After a little over 9 months in incubation, IBM's Project Zero has now been announced to the world as WebSphere sMash. What does this mean? How will this affect the community? I'll get to that. But first, for those of you who don't know about what we have been doing with Project Zero, let me give you a little information.
WebSphere sMash is all about time to value. Using sMash, customers can very quickly build an application to answer a particular need very quickly using both dynamic scripting as well as technologies such as RSS and REST. A good example of this power was in the demo we ran in the keynote address on Wednesday morning with Jerry Cuomo (I'm trying to get a video I can post here). With just a few (literally about 3) lines of code, we were able to take an ordinary WebSphere Commerce page listing cell phones and tie it to cnet product reviews of those phones. Another example would be using sMash to build widgets (using iWidget spec) which can then be used in a product such as Lotus Mashups. At the risk of re-hashing information that has already been stated, please see projectzero.org for more information or view one of the more than 20 articles and tuturials available on developerWorks.

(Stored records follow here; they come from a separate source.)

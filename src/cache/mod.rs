pub mod composite;
pub mod existence_filter;
pub mod negative_cache;
pub mod object_cache;
pub mod traits;

pub use composite::CompositeCache;
pub use traits::{CacheResult, CachedLink, ExistenceFilter, NegativeCache, ObjectCache};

Now let's get to the question of the hour. What does this product announcement mean for the Project Zero community? First of all, let me assure you that Project Zero is here to stay. We are not closing the community or making the product a fee-only offering. ProjectZero.org will continue to live as the development community and will be the frequently built code with the latest features and fixes. Along with that, we will be offering two new WebSphere branded products. WebSphere sMash Developers Edition will be the stable release of both the tooling (including the new browser-based development environment) as well as the runtime. The only difference between Project Zero and WebSphere sMash will be in the build level of the code.
WebSphere sMash will be the retail offering. Like WebSphere sMash Developer Edition, it will be based on a stable build of Project Zero, and will offer companies a runtime they can deploy without the restrictions of the Project Zero and WebSphere sMash Developer Edition licenses.